To midwife such emergence is the singular achievement of Darwinian evolution. It starts with primeval simplicity and fosters, by slow, explicable degrees, the emergence of complexity: seemingly limitless complexity—certainly up to our human level of complexity and very probably way beyond. There may be worlds on which superhuman life thrives, superhuman to a level that our imaginations cannot grasp. But superhuman does not mean supernatural. Darwinian evolution is the only process we know that is ultimately capable of generating anything as complicated as creative intelligences. Once it has done so, of course, those intelligences can create other complex things: works of art and music, advanced technology, computers, the Internet and who knows what in the future? Darwinian evolution may not be the only such generative process in the universe. There may be other "cranes" (Daniel Dennett's term, which he opposes to "skyhooks") that we have not yet discovered or imagined. But, however wonderful and however different from Darwinian evolution those putative cranes may be, they cannot be magic. They will share with Darwinian evolution the facility to raise up complexity, as an emergent property, out of simplicity, while never violating natural law.
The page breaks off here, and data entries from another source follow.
use std::path::{Path, PathBuf};
use std::process::Command;

const MAX_LINES: usize = 750;

const CHECKED_EXTENSIONS: &[&str] = &["rs", "yaml"];

const CHECKED_ROOTS: &[&str] = &["src", "triage.yaml"];

fn main() {
    println!("cargo:rerun-if-changed=.git/HEAD");

    let sha = Command::new("git")
        .args(["rev-parse", "--short", "HEAD"])
        .output()
        .ok()
        .and_then(|output| {
            if output.status.success() {
                String::from_utf8(output.stdout)
                    .ok()
                    .map(|s| s.trim().to_string())
            } else {
                None
            }
        })
        .unwrap_or_else(|| "unknown".to_string());

    println!("cargo:rustc-env=TRIAGE_GIT_SHA={}", sha);

    let root = match std::env::var("CARGO_MANIFEST_DIR") {
        Ok(dir) => PathBuf::from(dir),
        Err(_) => return,
    };
    let files = collect_files_to_check(&root);
    for file in &files {
        println!("cargo:rerun-if-changed={}", file.display());
    }

    enforce_formatting(&root, &files);
    enforce_line_limits(&root, &files);
    enforce_no_dead_code_allows(&root, &files);
}

fn enforce_formatting(root: &Path, files: &[PathBuf]) {
    if std::env::var("SKIP_FORMAT_CHECK").is_ok() {
        return;
    }

    let rust_files: Vec<&PathBuf> = files
        .iter()
        .filter(|p| p.extension().and_then(|e| e.to_str()) == Some("rs"))
        .collect();
    if rust_files.is_empty() {
        return;
    }

    let rustfmt_available = Command::new("rustfmt")
        .arg("--version")
        .output()
        .is_ok_and(|output| output.status.success());
    if !rustfmt_available {
        println!("cargo:warning=rustfmt not found, skipping format check");
        return;
    }

    let mut cmd = Command::new("rustfmt");
    cmd.arg("--check").arg("--edition").arg("2021");
    for file in &rust_files {
        cmd.arg(file);
    }

    let output = match cmd.output() {
        Ok(o) => o,
        Err(e) => {
            println!("cargo:warning=Failed to run rustfmt: {}", e);
            return;
        }
    };

    if !output.status.success() {
        let stderr = String::from_utf8_lossy(&output.stderr);
        let stdout = String::from_utf8_lossy(&output.stdout);

        let mut unformatted_files: Vec<String> = Vec::new();
        for line in stdout.lines().chain(stderr.lines()) {
            if let Some(path) = line.strip_prefix("Diff in ") {
                let path = path.trim_end_matches(':');
                let path = path.rsplit_once(" at line ").map_or(path, |(file, _)| file);
                let path = Path::new(path);
                let rel = path.strip_prefix(root).unwrap_or(path);
                let rel = rel.to_string_lossy().to_string();
                if !unformatted_files.contains(&rel) {
                    unformatted_files.push(rel);
                }
            }
        }

        eprintln!("\n========================================");
        eprintln!("CODE FORMATTING CHECK FAILED");
        eprintln!("========================================");
        if unformatted_files.is_empty() {
            eprintln!("Some files are not properly formatted.");
        } else {
            eprintln!("The following files are not formatted:");
            for file in &unformatted_files {
                eprintln!("  - {}", file);
            }
        }
        eprintln!("========================================");
        eprintln!("\nTo fix, run:\n");
        eprintln!("    cargo fmt");
        eprintln!("\n========================================\n");
        panic!("Build failed: code is not formatted. Run 'cargo fmt' to fix.");
    }
}

fn enforce_line_limits(root: &Path, files: &[PathBuf]) {
    let mut violations = Vec::new();
    for file in files {
        if let Ok(content) = std::fs::read_to_string(file) {
            let line_count = count_non_empty_lines(&content);
            if line_count > MAX_LINES {
                let rel_path = file.strip_prefix(root).unwrap_or(file);
                violations.push((rel_path.to_path_buf(), line_count));
            }
        }
    }

    if !violations.is_empty() {
        eprintln!("\n========================================");
        eprintln!("FILE LINE LIMIT EXCEEDED (max {} lines)", MAX_LINES);
        eprintln!("========================================");
        for (path, lines) in &violations {
            eprintln!(
                "  {} - {} lines (exceeds by {})",
                path.display(),
                lines,
                lines - MAX_LINES
            );
        }
        eprintln!("========================================\n");
        panic!(
            "Build failed: {} file(s) exceed the {} line limit",
            violations.len(),
            MAX_LINES
        );
    }
}

fn enforce_no_dead_code_allows(root: &Path, files: &[PathBuf]) {
    let mut violations: Vec<(PathBuf, usize)> = Vec::new();

    for file in files
        .iter()
        .filter(|p| p.extension().and_then(|e| e.to_str()) == Some("rs"))
    {
        if let Ok(content) = std::fs::read_to_string(file) {
            for (line_num, line) in content.lines().enumerate() {
                let trimmed = line.trim();
                if (trimmed.starts_with("#[allow(") || trimmed.starts_with("#![allow("))
                    && trimmed.contains("dead_code")
                {
                    let rel_path = file.strip_prefix(root).unwrap_or(file).to_path_buf();
                    violations.push((rel_path, line_num + 1));
                }
            }
        }
    }

    if !violations.is_empty() {
        eprintln!("\n========================================");
        eprintln!("#[allow(dead_code)] IS NOT ALLOWED");
        eprintln!("========================================");
        for (path, line_num) in &violations {
            eprintln!("  {}:{}", path.display(), line_num);
        }
        eprintln!("\nDelete unused code, or gate test helpers behind #[cfg(test)].\n");
        panic!(
            "Build failed: {} #[allow(dead_code)] occurrence(s) found. Remove the dead code.",
            violations.len()
        );
    }
}

fn collect_files_to_check(root: &Path) -> Vec<PathBuf> {
    let mut files = Vec::new();
    for entry in CHECKED_ROOTS {
        let path = root.join(entry);
        if path.is_dir() {
            walk_directory(&path, &mut files);
        } else if should_check_file(&path) {
            files.push(path);
        }
    }
    files
}

fn walk_directory(dir: &Path, files: &mut Vec<PathBuf>) {
    let entries = match std::fs::read_dir(dir) {
        Ok(e) => e,
        Err(_) => return,
    };

    for entry in entries.flatten() {
        let path = entry.path();
        if path.is_dir() {
            walk_directory(&path, files);
        } else if should_check_file(&path) {
            files.push(path);
        }
    }
}

fn should_check_file(path: &Path) -> bool {
    path.is_file()
        && path
            .extension()
            .and_then(|e| e.to_str())
            .is_some_and(|ext| CHECKED_EXTENSIONS.contains(&ext))
}

fn count_non_empty_lines(content: &str) -> usize {
    content
        .lines()
        .filter(|line| !line.trim().is_empty())
        .count()
}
Where does that leave God? The kindest thing to say is that it leaves him with nothing to do, and no achievements that might attract our praise, our worship or our fear. Evolution is God's redundancy notice, his pink slip. But we have to go further. A complex creative intelligence with nothing to do is not just redundant. A divine designer is all but ruled out by the consideration that he must at least as complex as the entities he was wheeled out to explain. God is not dead. He was never alive in the first place.

Now, there is a certain class of sophisticated modern theologian who will say something like this: "Good heavens, of course we are not so naive or simplistic as to care whether God exists. Existence is such a 19th-century preoccupation! It doesn't matter whether God exists in a scientific sense. What matters is whether he exists for you or for me. If God is real for you, who cares whether science has made him redundant? Such arrogance! Such elitism."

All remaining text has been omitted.